Go over the listing below line by line, and return each one holding the string "Smart".

RECORDS SUPPLIED ▸
# # #

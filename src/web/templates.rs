//! # Templates Maud — HTML Server-Side Rendering
//!
//! Servidor retorna **HTML fragments**, o HTMX os injeta no DOM.
//!
//! ## Layout (`full_page`)
//!
//! ```text
//! ┌──────────────── nav-bar ─────────────────────┐
//! │ 💬 Smart Chatbot                   N intents │
//! ├──────────────────────────────┬───────────────┤
//! │                              │ Threshold     │
//! │    Chat Messages             │ [====o=====]  │
//! │    (You / Bot)               │   0.60        │
//! │                              │               │
//! ├──────────────────────────────┤ [Clear chat]  │
//! │ [______________________][Send]               │
//! └──────────────────────────────┴───────────────┘
//! ```

use maud::{html, Markup, PreEscaped, DOCTYPE};
use uuid::Uuid;

use crate::config::ThresholdSettings;
use crate::core::{ChatTurn, IntentCatalog};

const HTMX_SRC: &str = "https://unpkg.com/htmx.org@2.0.4/dist/htmx.min.js";

/// Página principal do chat.
///
/// O id da sessão vai num campo hidden do formulário e nos `hx-vals`
/// do botão de reset; recarregar a página abre uma sessão nova.
pub fn full_page(
    session: Uuid,
    threshold: f32,
    bounds: &ThresholdSettings,
    catalog: &IntentCatalog,
) -> Markup {
    let session_vals = format!(r#"{{"session": "{}"}}"#, session);
    html! {
        (DOCTYPE)
        html lang="en" {
            head {
                meta charset="UTF-8";
                meta name="viewport" content="width=device-width, initial-scale=1.0";
                title { "Smart Chatbot" }
                link rel="stylesheet" href="/assets/style.css";
                script src=(HTMX_SRC) {}
            }
            body {
                div class="app-shell" {
                    nav class="nav-bar" {
                        span class="nav-brand" { "💬 Smart Chatbot" }
                        span class="nav-status" {
                            (format!("{} intents · {} patterns", catalog.len(), catalog.pattern_count()))
                        }
                    }

                    div class="app-container" {
                        div class="chat-panel" {
                            div id="chat-messages" class="chat-messages" {
                                div class="message system-message welcome" {
                                    div class="message-content" { "Ask me anything!" }
                                }
                            }

                            form id="chat-form" class="chat-input-area"
                                hx-post="/chat"
                                hx-target="#chat-messages"
                                hx-swap="beforeend" {
                                input type="hidden" name="session" value=(session.to_string());
                                input type="text" name="message"
                                    placeholder="Type your message here..."
                                    autocomplete="off"
                                    autofocus;
                                button type="submit" { "Send" }
                            }
                        }

                        div class="sidebar" {
                            (threshold_control(session, threshold, bounds))
                            button class="sidebar-button"
                                hx-post="/session/reset"
                                hx-vals=(session_vals)
                                hx-target="#chat-messages"
                                hx-swap="innerHTML" {
                                "🗑 Clear chat"
                            }
                        }
                    }
                }
                (PreEscaped(r#"<script>
// Auto-scroll quando novas mensagens chegam
const chat = document.getElementById('chat-messages');
new MutationObserver(() => { chat.scrollTop = chat.scrollHeight; })
    .observe(chat, { childList: true });
// Limpa o input após cada envio
document.body.addEventListener('htmx:afterRequest', (e) => {
    if (e.detail.elt.id === 'chat-form') e.detail.elt.reset();
});
</script>"#))
            }
        }
    }
}

/// Slider do threshold da sessão — substitui a si mesmo (`outerHTML`) a
/// cada ajuste. O id da sessão vai junto, então só ela é afetada.
pub fn threshold_control(session: Uuid, value: f32, bounds: &ThresholdSettings) -> Markup {
    html! {
        form id="threshold-control" class="threshold-control"
            hx-post="/settings/threshold"
            hx-trigger="change"
            hx-swap="outerHTML" {
            input type="hidden" name="session" value=(session.to_string());
            label for="threshold" { "Similarity threshold" }
            input type="range" id="threshold" name="threshold"
                min=(bounds.min.to_string())
                max=(bounds.max.to_string())
                step=(bounds.step.to_string())
                value=(format!("{:.2}", value));
            span class="threshold-value" { (format!("{:.2}", value)) }
        }
    }
}

/// Um turno (User ou Bot).
pub fn turn_message(turn: &ChatTurn) -> Markup {
    html! {
        div class=(format!("message {}", turn.speaker.css_class())) {
            div class="message-role" { (turn.speaker.label()) }
            div class="message-content" { (turn.text) }
        }
    }
}

/// Transcrição completa de uma sessão.
pub fn transcript(turns: &[ChatTurn]) -> Markup {
    html! {
        @for turn in turns {
            (turn_message(turn))
        }
    }
}

pub fn system_message(text: &str) -> Markup {
    html! {
        div class="message system-message" {
            div class="message-content" { (text) }
        }
    }
}

pub fn error_message(text: &str) -> Markup {
    html! {
        div class="message bot-message error" {
            div class="message-role" { "Bot" }
            div class="message-content" { (text) }
        }
    }
}

pub fn metrics_line(line: &str) -> Markup {
    html! {
        div class="message system-message metrics" {
            div class="message-content metrics-line" { (format!("\u{26a1} {}", line)) }
        }
    }
}

#[cfg(test)]
mod tests {
    use super::*;
    use crate::core::Speaker;

    #[test]
    fn turn_text_is_escaped() {
        let turn = ChatTurn {
            speaker: Speaker::User,
            text: "<script>alert(1)</script>".into(),
        };
        let html = turn_message(&turn).into_string();
        assert!(html.contains("&lt;script&gt;"));
        assert!(html.contains("user-message"));
    }

    #[test]
    fn transcript_keeps_order() {
        let turns = vec![
            ChatTurn { speaker: Speaker::User, text: "first".into() },
            ChatTurn { speaker: Speaker::Bot, text: "second".into() },
        ];
        let html = transcript(&turns).into_string();
        let a = html.find("first").unwrap();
        let b = html.find("second").unwrap();
        assert!(a < b);
    }

    #[test]
    fn slider_reflects_bounds() {
        let session = Uuid::new_v4();
        let html = threshold_control(session, 0.6, &ThresholdSettings::default()).into_string();
        assert!(html.contains(&format!(r#"value="{session}""#)));
        assert!(html.contains(r#"min="0.4""#));
        assert!(html.contains(r#"max="0.9""#));
        assert!(html.contains(r#"value="0.60""#));
    }
}
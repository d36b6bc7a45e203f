//! # Módulo NLU — Embeddings e Matching de Intents
//!
//! Pipeline por turno:
//!
//! ```text
//! texto do usuário
//!   ├── 1. normalize_input()    → NFC + trim
//!   ├── 2. Encoder::encode()    → Vec<f32> (384 dims, L2 normalizado)
//!   ├── 3. PatternTable::best_match() → (tag, score) por cosine similarity
//!   └── 4. Decision::from_match()     → Matched | Unmatched (threshold)
//! ```
//!
//! O [`Encoder`] é um trait para que o núcleo de matching possa ser
//! exercitado sem o modelo real; em produção a implementação é o
//! [`Embedder`](embedder::Embedder) (MiniLM via Candle).

pub mod embedder;
pub mod matcher;
pub mod policy;

use anyhow::Result;
use unicode_normalization::UnicodeNormalization;

pub use matcher::{Match, PatternTable};
pub use policy::Decision;

/// Converte texto em um vetor de dimensão fixa.
///
/// Implementações devem ser **determinísticas**: o mesmo texto sempre
/// produz o mesmo vetor.
pub trait Encoder: Send + Sync {
    /// Embedding de um texto único.
    fn encode(&self, text: &str) -> Result<Vec<f32>>;

    /// Embedding de vários textos. A implementação padrão apenas chama
    /// [`encode`](Encoder::encode) em sequência.
    fn encode_batch(&self, texts: &[String]) -> Result<Vec<Vec<f32>>> {
        texts.iter().map(|t| self.encode(t)).collect()
    }
}

/// Normalização Unicode NFC + remoção de espaços nas bordas.
///
/// Garante que "é" composto e "e + ◌́" produzam o mesmo embedding.
pub fn normalize_input(text: &str) -> String {
    text.nfc().collect::<String>().trim().to_string()
}


#[cfg(test)]
mod tests {
    use super::*;

    #[test]
    fn normalize_composes_and_trims() {
        let decomposed = "  cafe\u{301}\n";
        assert_eq!(normalize_input(decomposed), "café");
    }

    #[test]
    fn default_batch_encodes_each_text() {
        let enc = testing::LookupEncoder::greetings();
        let out = enc
            .encode_batch(&["hi".to_string(), "hello".to_string()])
            .unwrap();
        assert_eq!(out.len(), 2);
        assert_eq!(out[1], vec![0.8, 0.6, 0.0]);
        assert!(enc.encode_batch(&["unknown".to_string()]).is_err());
    }
}
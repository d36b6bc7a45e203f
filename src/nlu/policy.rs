//! # Política de Decisão — o Gate de Threshold
//!
//! Não é uma máquina de estados: são só dois resultados possíveis.
//!
//! | Condição | Decisão | Efeito |
//! |----------|---------|--------|
//! | `score >= threshold` | [`Decision::Matched`] | resposta do intent vencedor |
//! | `score < threshold` | [`Decision::Unmatched`] | log da mensagem + resposta de `fallback` |
//!
//! Sem histerese, sem threshold por tag. Como a comparação é `>=`, subir o
//! threshold só pode mover turnos de `Matched` para `Unmatched`.

use super::Match;

/// Resultado do gate de threshold para um turno.
#[derive(Clone, Debug, PartialEq)]
pub enum Decision {
    /// O melhor pattern superou o threshold.
    Matched { tag: String, score: f32 },
    /// Nenhum pattern superou o threshold; `nearest` é a tag mais próxima.
    Unmatched { nearest: String, score: f32 },
}

impl Decision {
    pub fn from_match(m: &Match<'_>, threshold: f32) -> Self {
        if m.score >= threshold {
            Decision::Matched {
                tag: m.tag.to_string(),
                score: m.score,
            }
        } else {
            Decision::Unmatched {
                nearest: m.tag.to_string(),
                score: m.score,
            }
        }
    }

    pub fn is_matched(&self) -> bool {
        matches!(self, Decision::Matched { .. })
    }

    pub fn score(&self) -> f32 {
        match self {
            Decision::Matched { score, .. } | Decision::Unmatched { score, .. } => *score,
        }
    }
}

# # #

OUTPUT FOR THIS EXERCISE ▸
//! │ 💬 Smart Chatbot                   N intents │
                title { "Smart Chatbot" }
                        span class="nav-brand" { "💬 Smart Chatbot" }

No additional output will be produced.